### [AIM OF THE TASK]
The whole listing is to be restated, character for character.
- Opening Delimiter -
mod codec;
mod rt;
mod subscriber;

use crate::pubsub::uadp::*;
use crate::types::*;

/// The message shape used throughout these tests - publisher id 2234, writer group 100,
/// one raw keyframe from writer 62541 holding a single UInt32.
pub fn raw_uint32_message(value: u32, sequence_numbers: bool) -> UadpNetworkMessage {
    let header = DataSetMessageHeader {
        sequence_number: if sequence_numbers { Some(0) } else { None },
        ..DataSetMessageHeader::default()
    };
    let dsm = DataSetMessage::key_frame_raw(header, &[Variant::UInt32(value)]).unwrap();
    UadpNetworkMessage {
        publisher_id: Some(PublisherId::UInt16(2234)),
        group_header: Some(UadpGroupHeader {
            writer_group_id: Some(100),
            sequence_number: if sequence_numbers { Some(0) } else { None },
            ..UadpGroupHeader::default()
        }),
        dataset_payload_header: Some(vec![62541]),
        payload: vec![dsm],
        ..UadpNetworkMessage::default()
    }
}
- Closing Delimiter -
### [SOLUTION]
mod codec;
mod rt;
mod subscriber;

use crate::pubsub::uadp::*;
use crate::types::*;

/// The message shape used throughout these tests - publisher id 2234, writer group 100,
/// one raw keyframe from writer 62541 holding a single UInt32.
pub fn raw_uint32_message(value: u32, sequence_numbers: bool) -> UadpNetworkMessage {
    let header = DataSetMessageHeader {
        sequence_number: if sequence_numbers { Some(0) } else { None },
        ..DataSetMessageHeader::default()
    };
    let dsm = DataSetMessage::key_frame_raw(header, &[Variant::UInt32(value)]).unwrap();
    UadpNetworkMessage {
        publisher_id: Some(PublisherId::UInt16(2234)),
        group_header: Some(UadpGroupHeader {
            writer_group_id: Some(100),
            sequence_number: if sequence_numbers { Some(0) } else { None },
            ..UadpGroupHeader::default()
        }),
        dataset_payload_header: Some(vec![62541]),
        payload: vec![dsm],
        ..UadpNetworkMessage::default()
    }
}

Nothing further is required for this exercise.